Exercise data section start
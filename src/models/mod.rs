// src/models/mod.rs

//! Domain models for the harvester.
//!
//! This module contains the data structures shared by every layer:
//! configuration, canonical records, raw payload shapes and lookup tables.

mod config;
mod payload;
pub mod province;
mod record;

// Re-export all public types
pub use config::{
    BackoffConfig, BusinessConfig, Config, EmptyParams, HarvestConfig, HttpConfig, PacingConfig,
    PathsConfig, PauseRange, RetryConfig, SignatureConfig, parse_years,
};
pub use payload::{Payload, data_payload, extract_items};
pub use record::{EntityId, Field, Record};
Exercise data section end
What is needed is an exact retyping of every line from the one containing "all public types" through the final line of the entries, and only those lines.

:: Exercise response ::
// Re-export all public types
pub use config::{
    BackoffConfig, BusinessConfig, Config, EmptyParams, HarvestConfig, HttpConfig, PacingConfig,
    PathsConfig, PauseRange, RetryConfig, SignatureConfig, parse_years,
};
pub use payload::{Payload, data_payload, extract_items};
pub use record::{EntityId, Field, Record};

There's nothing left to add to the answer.